Un tigre mató a un hombre que intentaba entrar gratis a un zoo de China

Había ido con su esposa, sus hijos y un matrimonio amigo. Él fue el único que pudo escalar por el muro de tres metros para no pagar la entrada.

tigreComo si fuese un capítulo de la serie Black Mirror, los turistas miraban la salvaje escena a través de las pantallas con las que la grababan. Un hombre estaba siendo atacado por un tigre en un zoológico del este de China. Fue el domingo y lo cruento del episodio hizo que las imágenes dieran la vuelta al mundo. La víctima se metió en el recinto de los felinos en un intento de entrar gratis al zoo.

Según publica el diario Global Times, el zoológico es el Youngor Wildlife Park, de Ningbo, en Zhejiang, a 200 kilómetros de Shanghái. El hombre, de 50 años y de apellido Zhang, era de la provincia de Hubei y había acudido al zoo con su esposa, sus dos hijos y un matrimonio amigo de la familia.

Zhang y el marido del otro matrimonio, de apellido Li, ignoraron los signos de alerta e intentaron saltar un muro de tres metros. Sólo lo consiguió quien luego terminaría muerto. Del otro lado, estaba la zona reservada para los tigres.

Uno de los tigres atacó al visitante, que estuvo más de una hora recibiendo zarpazos y dando patadas a los otros dos tigres que también se disponían a morderlo. No se sabe si Zhang murió ahí mismo, las imágenes lo dan a entender, pero fue declarado muerto en un hospital cercano.

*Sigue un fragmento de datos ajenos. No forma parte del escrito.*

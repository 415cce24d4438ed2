//! System Manager
//!
//! Owns every system, updates them in registration order, and drains
//! the event queue. The flush runs until the queue is empty, so events
//! enqueued by handlers are delivered within the same flush; systems
//! rely on same-frame chains (shoot → swing → release).

use tracing::trace;

use crate::game::events::GameEvent;
use crate::game::systems::{System, SystemContext};

/// Owns and drives all registered systems.
#[derive(Default)]
pub struct SystemManager {
    systems: Vec<Box<dyn System>>,
}

impl SystemManager {
    /// Create an empty manager.
    pub fn new() -> Self {
        Self::default()
    }

    /// Register a system. Registration order is update and delivery
    /// order.
    pub fn add(&mut self, system: Box<dyn System>) {
        self.systems.push(system);
    }

    /// Number of registered systems.
    pub fn len(&self) -> usize {
        self.systems.len()
    }

    /// Whether no systems are registered.
    pub fn is_empty(&self) -> bool {
        self.systems.is_empty()
    }

    /// Run every system's per-tick update in registration order.
    pub fn update_all(&mut self, ctx: &mut SystemContext<'_>, delta_time: f32) {
        for system in &mut self.systems {
            system.update(ctx, delta_time);
        }
    }

    /// Deliver queued events until the queue is empty.
    ///
    /// Each event goes once, in insertion order, to every system whose
    /// interests contain its kind; handlers may enqueue further events,
    /// which this same pass delivers.
    pub fn dispatch(&mut self, ctx: &mut SystemContext<'_>) {
        while let Some(event) = ctx.events.pop() {
            self.deliver(ctx, &event);
        }
    }

    fn deliver(&mut self, ctx: &mut SystemContext<'_>, event: &GameEvent) {
        let kind = event.kind();
        trace!(?kind, "delivering event");
        for system in &mut self.systems {
            if system.interests().contains(&kind) {
                system.on_event(ctx, event);
            }
        }
    }
}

Pasados varios minutos desde el comienzo del ataque, las autoridades del zoológico dispararon una bengala para disuadir a los felinos. Pero uno de ellos jamás soltó a su «presa». Tuvieron que sacrificarlo para recuperar el cuerpo del hombre.

Los videos grabados por los testigos se viralizaron en las redes sociales. Allí se ve la dramática sucesión de los hechos.

Esta muerte en un zoo provocó la condena de la organización ecologista PETA (siglas de «Gente por un Tratamiento Ético de los Animales»), que criticó la existencia de tigres encerrados en zoológicos y pidió al público que «se alejen de cualquier lugar que muestre animales para satisfacer la curiosidad de los humanos».

«Estos ataques de grandes felinos a humanos, que ocurren con triste frecuencia, muestran el profundo nivel de estrés, ansiedad y agitación que viven estos animales cada día de su vida», señaló el comunicado.

Se trata del segundo ataque mortal de tigres que se produce en China en los últimos meses, después del ocurrido en julio de 2016 en un zoo de las afueras de Pekín, cuando una mujer de 57 años falleció al intentar salvar a su hija del ataque de una de estas fieras.

La hija, de unos 30 años, había salido voluntariamente de su auto en una zona por la que podían pasar libremente estos animales. Su actitud temeraria fue muy criticada, aunque otras voces denunciaron que las medidas de seguridad del zoo, situado al lado de la Gran Muralla, eran insuficientes.